The six-page document, which appeared on the internet Tuesday, maintains that a candidate to the priesthood should attain affective maturity that will allow him to “to relate properly” with men and women, “developing in him a true sense of spiritual fatherhood for the ecclesial community that will be entrusted to him.”
It also reiterates that the Catechism of the Catholic Church distinguishes between homosexual acts and homosexual tendencies.  Regarding acts, it teaches that “these are presented grave sins” and are considered “intrinsically immoral and contrary to the natural law. As a consequence, they can never be approved under any circumstance.”

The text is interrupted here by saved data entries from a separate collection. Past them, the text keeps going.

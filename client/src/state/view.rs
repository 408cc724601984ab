//! Reactive mirror of the view engine.
//!
//! DESIGN
//! ======
//! The engine is the single source of truth. After every event the session
//! copies its snapshot here and records one-shot commands (navigate, move the
//! camera) behind sequence counters, so the effects watching them act once
//! per command instead of once per render.

#[cfg(test)]
#[path = "view_test.rs"]
mod view_test;

use std::time::Duration;

use givemap::detail::DetailState;
use givemap::engine::{Effect, Request, ViewSnapshot};
use givemap::model::PointDetail;
use givemap::viewport::ViewportTarget;

#[derive(Clone, Debug, Default, PartialEq)]
pub struct MapViewState {
    pub snapshot: ViewSnapshot,
    pub viewport: Option<ViewportTarget>,
    pub viewport_seq: u64,
    pub navigate_to: Option<String>,
    pub navigate_seq: u64,
}

/// Work the session runs outside the reactive state.
#[derive(Clone, Debug, PartialEq)]
pub enum HostTask {
    Fetch(Request),
    StartPolling { id: String, every: Duration },
    StopPolling,
}

impl MapViewState {
    /// Publish `snapshot` and record the effects of the event that produced it.
    pub fn apply(&mut self, snapshot: ViewSnapshot, effects: Vec<Effect>) -> Vec<HostTask> {
        self.snapshot = snapshot;
        let mut tasks = Vec::new();
        for effect in effects {
            match effect {
                Effect::Navigate(path) => {
                    self.navigate_to = Some(path);
                    self.navigate_seq = self.navigate_seq.saturating_add(1);
                }
                Effect::Viewport(target) => {
                    self.viewport = Some(target);
                    self.viewport_seq = self.viewport_seq.saturating_add(1);
                }
                Effect::Request(request) => tasks.push(HostTask::Fetch(request)),
                Effect::StartPolling { id, every } => tasks.push(HostTask::StartPolling { id, every }),
                Effect::StopPolling => tasks.push(HostTask::StopPolling),
            }
        }
        tasks
    }

    pub fn search_sheet_open(&self) -> bool {
        self.snapshot.route.shows_search_sheet()
    }

    pub fn detail_sheet_open(&self) -> bool {
        self.snapshot.route.shows_detail_sheet()
    }

    pub fn detail_state(&self) -> Option<&DetailState> {
        self.snapshot.detail.as_ref().map(|(_, state)| state)
    }

    pub fn detail(&self) -> Option<&PointDetail> {
        match self.detail_state() {
            Some(DetailState::Ready(detail)) => Some(detail),
            _ => None,
        }
    }
}
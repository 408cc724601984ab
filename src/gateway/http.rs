//! Native HTTP gateway over `reqwest`.
//!
//! Endpoints, relative to the configured base URL:
//!
//! | Operation | Request |
//! |-----------|---------|
//! | list | `GET /points` |
//! | detail | `GET /points?detail=<id>` |
//! | search | `GET /points?q=<query>[&category=<tag>]` |
//! | upload | `POST /upload`, multipart `image` + `locationId` |

use std::future::Future;
use std::time::Duration;

use super::{Gateway, ImageUpload, wire};
use crate::error::GatewayError;
use crate::model::{Point, PointDetail, PointSummary};

#[cfg(test)]
#[path = "http_test.rs"]
mod http_test;

const REQUEST_TIMEOUT_SECS: u64 = 15;
const CONNECT_TIMEOUT_SECS: u64 = 5;
const NOT_FOUND: u16 = 404;

pub struct HttpGateway {
    http: reqwest::Client,
    base_url: String,
}

impl HttpGateway {
    /// Build a gateway for `base_url`. A trailing `/` is ignored.
    ///
    /// # Errors
    ///
    /// Returns [`GatewayError::Network`] if the HTTP client cannot be built.
    pub fn new(base_url: &str) -> Result<Self, GatewayError> {
        let http = reqwest::Client::builder()
            .timeout(Duration::from_secs(REQUEST_TIMEOUT_SECS))
            .connect_timeout(Duration::from_secs(CONNECT_TIMEOUT_SECS))
            .build()
            .map_err(|e| GatewayError::Network(e.to_string()))?;
        Ok(Self { http, base_url: base_url.trim_end_matches('/').to_owned() })
    }

    #[must_use]
    pub fn base_url(&self) -> &str {
        &self.base_url
    }

    fn endpoint(&self, path: &str) -> String {
        format!("{}{path}", self.base_url)
    }

    async fn send(&self, request: reqwest::RequestBuilder) -> Result<(u16, String), GatewayError> {
        let response = request
            .send()
            .await
            .map_err(|e| GatewayError::Network(e.to_string()))?;
        let status = response.status().as_u16();
        let body = response
            .text()
            .await
            .map_err(|e| GatewayError::Network(e.to_string()))?;
        Ok((status, body))
    }

    async fn get_ok(&self, query: &[(&str, &str)]) -> Result<String, GatewayError> {
        let request = self.http.get(self.endpoint("/points")).query(query);
        let (status, body) = self.send(request).await?;
        ensure_success(status)?;
        Ok(body)
    }
}

fn ensure_success(status: u16) -> Result<(), GatewayError> {
    if (200..300).contains(&status) {
        Ok(())
    } else {
        Err(GatewayError::Network(format!("unexpected status {status}")))
    }
}

/// Query pairs for a search request.
fn search_query<'a>(query: &'a str, category: Option<&'a str>) -> Vec<(&'static str, &'a str)> {
    let mut pairs = vec![("q", query)];
    if let Some(tag) = category {
        pairs.push(("category", tag));
    }
    pairs
}

impl Gateway for HttpGateway {
    type ImageFile = ImageUpload;

    fn list_points(&self) -> impl Future<Output = Result<Vec<Point>, GatewayError>> {
        async move {
            let body = self.get_ok(&[]).await?;
            wire::decode_point_list(&body)
        }
    }

    fn point_detail(&self, id: &str) -> impl Future<Output = Result<PointDetail, GatewayError>> {
        async move {
            let request = self.http.get(self.endpoint("/points")).query(&[("detail", id)]);
            let (status, body) = self.send(request).await?;
            if status == NOT_FOUND {
                return Err(GatewayError::NotFound { id: id.to_owned() });
            }
            ensure_success(status)?;
            wire::decode_point_detail(id, &body)
        }
    }

    fn search_points(
        &self,
        query: &str,
        category: Option<&str>,
    ) -> impl Future<Output = Result<Vec<PointSummary>, GatewayError>> {
        async move {
            let body = self.get_ok(&search_query(query, category)).await?;
            wire::decode_search_results(&body)
        }
    }

    fn upload_image(&self, file: ImageUpload, point_id: &str) -> impl Future<Output = Result<String, GatewayError>> {
        async move {
            let ImageUpload { file_name, content_type, bytes } = file;
            let part = reqwest::multipart::Part::bytes(bytes)
                .file_name(file_name)
                .mime_str(&content_type)
                .map_err(|e| GatewayError::Malformed(e.to_string()))?;
            let form = reqwest::multipart::Form::new()
                .part("image", part)
                .text("locationId", point_id.to_owned());
            let request = self.http.post(self.endpoint("/upload")).multipart(form);
            let (status, body) = self.send(request).await?;
            ensure_success(status)?;
            wire::decode_upload_token(&body)
        }
    }
}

Regarding “deep-seated” homosexual tendencies, the Instruction points out that they “also are objectively disordered and are often a trial for such people.”  Nevertheless, such individuals “should be must be accepted with respect and sensitivity,” as they “are called to fulfill God’s will in their lives and to unite to the sacrifice of the Lord’s Cross the difficulties they may encounter.”

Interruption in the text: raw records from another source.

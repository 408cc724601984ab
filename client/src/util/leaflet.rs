//! Leaflet bridge implementing the engine's `MapWidget` seam.
//!
//! ARCHITECTURE
//! ============
//! Leaflet itself is loaded by `index.html`; `map.js` wraps the handful of
//! calls the page needs (create, fit, focus, replace markers, destroy) and is
//! bound here with `wasm-bindgen`. Markers cross the boundary as JSON. Native
//! builds compile the calls out so the bookkeeping stays testable.

#[cfg(test)]
#[path = "leaflet_test.rs"]
mod leaflet_test;

use serde::Serialize;

use givemap::config::InitialView;
use givemap::model::Point;
use givemap::viewport::{MapWidget, ViewportTarget};

#[cfg(feature = "csr")]
use wasm_bindgen::prelude::*;

/// DOM id of the map container.
pub const MAP_ELEMENT_ID: &str = "givemap-map";

#[cfg(feature = "csr")]
#[wasm_bindgen(module = "/map.js")]
extern "C" {
    #[wasm_bindgen(js_name = initMap)]
    fn init_map(element_id: &str, lat: f64, lng: f64, zoom: u8, on_select: &Closure<dyn Fn(String)>);
    #[wasm_bindgen(js_name = fitBounds)]
    fn fit_bounds(south: f64, west: f64, north: f64, east: f64);
    #[wasm_bindgen(js_name = focusPoint)]
    fn focus_point(lat: f64, lng: f64, zoom: u8, top: f64, right: f64, bottom: f64, left: f64);
    #[wasm_bindgen(js_name = setMarkers)]
    fn set_markers_js(markers: &str);
    #[wasm_bindgen(js_name = isAnimating)]
    fn is_animating() -> bool;
    #[wasm_bindgen(js_name = destroyMap)]
    fn destroy_map();
}

#[derive(Debug, PartialEq, Serialize)]
struct Marker<'a> {
    id: &'a str,
    name: &'a str,
    lat: f64,
    lng: f64,
}

/// Marker payload for `setMarkers`. Points without usable coordinates are skipped.
fn markers_json(points: &[Point]) -> Result<String, serde_json::Error> {
    let markers: Vec<Marker<'_>> = points
        .iter()
        .filter_map(|point| {
            point.position().map(|at| Marker { id: &point.id, name: &point.display_name, lat: at.lat, lng: at.lng })
        })
        .collect();
    serde_json::to_string(&markers)
}

/// A repeated target is dropped only while the camera is still flying to it.
/// Once it settles, the user may have panned away, so the command is re-sent.
fn is_redundant(last: Option<&ViewportTarget>, target: &ViewportTarget, animating: bool) -> bool {
    animating && last == Some(target)
}

#[cfg(feature = "csr")]
fn camera_animating() -> bool {
    is_animating()
}

#[cfg(not(feature = "csr"))]
fn camera_animating() -> bool {
    false
}

pub struct LeafletMap {
    last_target: Option<ViewportTarget>,
    last_markers: Option<String>,
    #[cfg(feature = "csr")]
    _on_select: Closure<dyn Fn(String)>,
}

impl LeafletMap {
    /// Create the map inside [`MAP_ELEMENT_ID`]; `on_select` receives clicked marker ids.
    #[cfg(feature = "csr")]
    pub fn mount(initial: InitialView, on_select: impl Fn(String) + 'static) -> Self {
        let on_select = Closure::<dyn Fn(String)>::new(on_select);
        init_map(MAP_ELEMENT_ID, initial.center.lat, initial.center.lng, initial.zoom, &on_select);
        Self { last_target: None, last_markers: None, _on_select: on_select }
    }

    #[cfg(not(feature = "csr"))]
    pub fn mount(initial: InitialView, on_select: impl Fn(String) + 'static) -> Self {
        let _ = (initial, on_select);
        Self { last_target: None, last_markers: None }
    }

    pub fn last_target(&self) -> Option<&ViewportTarget> {
        self.last_target.as_ref()
    }
}

/// Remove the map from the page.
pub fn destroy() {
    #[cfg(feature = "csr")]
    destroy_map();
}

impl MapWidget for LeafletMap {
    fn apply(&mut self, target: &ViewportTarget) {
        if is_redundant(self.last_target.as_ref(), target, camera_animating()) {
            return;
        }
        self.last_target = Some(*target);
        #[cfg(feature = "csr")]
        match target {
            ViewportTarget::FitBounds { .. } => {
                if let Some(bounds) = target.padded_bounds() {
                    fit_bounds(bounds.south_west.lat, bounds.south_west.lng, bounds.north_east.lat, bounds.north_east.lng);
                }
            }
            ViewportTarget::Center { center, zoom, insets } => {
                focus_point(center.lat, center.lng, *zoom, insets.top, insets.right, insets.bottom, insets.left);
            }
        }
    }

    fn set_markers(&mut self, points: &[Point]) {
        let json = match markers_json(points) {
            Ok(json) => json,
            Err(err) => {
                #[cfg(feature = "csr")]
                log::warn!("marker payload failed: {err}");
                #[cfg(not(feature = "csr"))]
                let _ = err;
                return;
            }
        };
        if self.last_markers.as_deref() == Some(json.as_str()) {
            return;
        }
        #[cfg(feature = "csr")]
        set_markers_js(&json);
        self.last_markers = Some(json);
    }
}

Thus, the document states, “while deeply respecting the persons in question,” the Church “cannot admit to Seminary or Holy Orders those who are actively homosexual, have deep-seated homosexual tendencies, or support the so-called gay culture.”

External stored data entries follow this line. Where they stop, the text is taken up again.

//! Detail slot for the selected point.
//!
//! The slot is opened when a point is selected and dropped when the selection
//! changes or clears. While open, the detail is re-fetched periodically; a
//! tick that finds a request still in flight is skipped rather than queued.

use crate::error::{ErrorKind, GatewayError};
use crate::generation::{Applied, Generations, Slot, Ticket};
use crate::model::PointDetail;

#[cfg(test)]
#[path = "detail_test.rs"]
mod detail_test;

/// What the detail panel shows.
#[derive(Clone, Debug, PartialEq)]
pub enum DetailState {
    Loading,
    Ready(PointDetail),
    /// The backend has no record for the selected id.
    Missing,
    /// The first fetch failed; the next poll may recover.
    Failed(ErrorKind),
}

/// A detail request to hand to the gateway.
#[derive(Clone, Debug, PartialEq, Eq)]
pub struct DetailRequest {
    pub ticket: Ticket,
    pub id: String,
}

#[derive(Clone, Debug)]
pub struct DetailSlot {
    id: String,
    state: DetailState,
    pending: Option<Ticket>,
}

impl DetailSlot {
    /// Open a slot for `id` and issue its first fetch.
    pub fn open(id: String, gens: &mut Generations) -> (Self, DetailRequest) {
        let ticket = gens.issue(Slot::Detail);
        let request = DetailRequest { ticket, id: id.clone() };
        (Self { id, state: DetailState::Loading, pending: Some(ticket) }, request)
    }

    #[must_use]
    pub fn id(&self) -> &str {
        &self.id
    }

    #[must_use]
    pub fn state(&self) -> &DetailState {
        &self.state
    }

    #[must_use]
    pub fn detail(&self) -> Option<&PointDetail> {
        match &self.state {
            DetailState::Ready(detail) => Some(detail),
            _ => None,
        }
    }

    #[must_use]
    pub fn is_busy(&self) -> bool {
        self.pending.is_some()
    }

    /// Issue a refresh unless a request for this id is still in flight.
    pub fn poll(&mut self, gens: &mut Generations) -> Option<DetailRequest> {
        if self.is_busy() {
            return None;
        }
        let ticket = gens.issue(Slot::Detail);
        self.pending = Some(ticket);
        Some(DetailRequest { ticket, id: self.id.clone() })
    }

    /// Apply a fetch outcome. Each successful fetch replaces the record wholesale.
    ///
    /// A transient failure keeps an already shown record; the next poll retries.
    pub fn resolve(
        &mut self,
        ticket: Ticket,
        id: &str,
        result: Result<PointDetail, GatewayError>,
        gens: &Generations,
    ) -> Applied {
        if id != self.id || self.pending != Some(ticket) || !gens.is_current(ticket) {
            return Applied::Superseded;
        }
        self.pending = None;
        match result {
            Ok(detail) => self.state = DetailState::Ready(detail),
            Err(GatewayError::NotFound { .. }) => self.state = DetailState::Missing,
            Err(err) => {
                tracing::warn!(id = %self.id, error = %err, "detail fetch failed");
                if !matches!(self.state, DetailState::Ready(_)) {
                    self.state = DetailState::Failed(err.kind());
                }
            }
        }
        Applied::Committed
    }
}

“Such people, in fact, find themselves in a situation that seriously obstructs them from properly relating to men and women,” the Instruction continues.  “The negative consequences that can result from the Ordination of persons with deep-seated homosexual tendencies should not be obscured.”

At the same time, the Instruction notes that in the case of persons with homosexual tendencies that “might only be a manifestation of a transitory problem, as, for example, delayed adolescence, these must be clearly overcome at least three years before diaconal Ordination.”

No question of rights

In Chapter 3 the Instruction reiterates the “two inseparable aspects of every vocation: the free gift of God and the responsible freedom of man.”  In this sense, “the mere desire to become a priest is not sufficient and there is no right to receive sacred Ordination.”

“It rests with the Church – in her responsibility to define the necessary requirements for reception of the Sacraments instituted by Christ – to discern the suitability of the one who wishes to enter the Seminary, to accompany him during the years of formation, and to call him to Holy Orders, if he is judged to possess the required qualities,” the Instruction states.

It goes on to affirm that the “formation of the future priest must articulate, in an essential complementarity, the four dimensions of formation: human, spiritual, intellectual, and pastoral. In this context, it is important to recall the particular importance of human formation as the necessary foundation of all formation. To admit a candidate to diaconal Ordination, the Church must verify, among other things, that the candidate for priesthood has attained affective maturity.”

Although “the candidate himself is primarily responsible for his own formation,” the Instruction makes note of the responsibility of the bishop or superior regarding the suitability of the candidate, and “in the case of a serious doubt,” he should not be admitted to ordination.

It also mentions the role of the spiritual director in the formation process, who “must clearly recall the Church’s demands regarding priestly chastity and the specific affective maturity of the priest.” 

The spiritual director should help the candidate “discern if he has the necessary qualities,” and it is his “obligation to evaluate all the qualities of the personality and assure that the candidate does not have sexual disorders that are incompatible with priesthood.”

“It would be gravely dishonest for a candidate to hide his own homosexuality, regardless of everything, to arrive at ordination. Such an inauthentic attitude does not correspond to the spirit of truth, loyalty, and availability that must characterize the personality of one who considers himself called to serve Christ and his Church in the ministerial priesthood,” the document states.

In its conclusion, the Instruction reaffirms the need for bishops, superiors and all those responsible to “carry out an attentive discernment regarding the suitability of candidates to Holy Orders, from the admission to Seminary to Ordination. This discernment must be done in light of a concept of ministerial priesthood that is in conformity with the teaching of the Church.”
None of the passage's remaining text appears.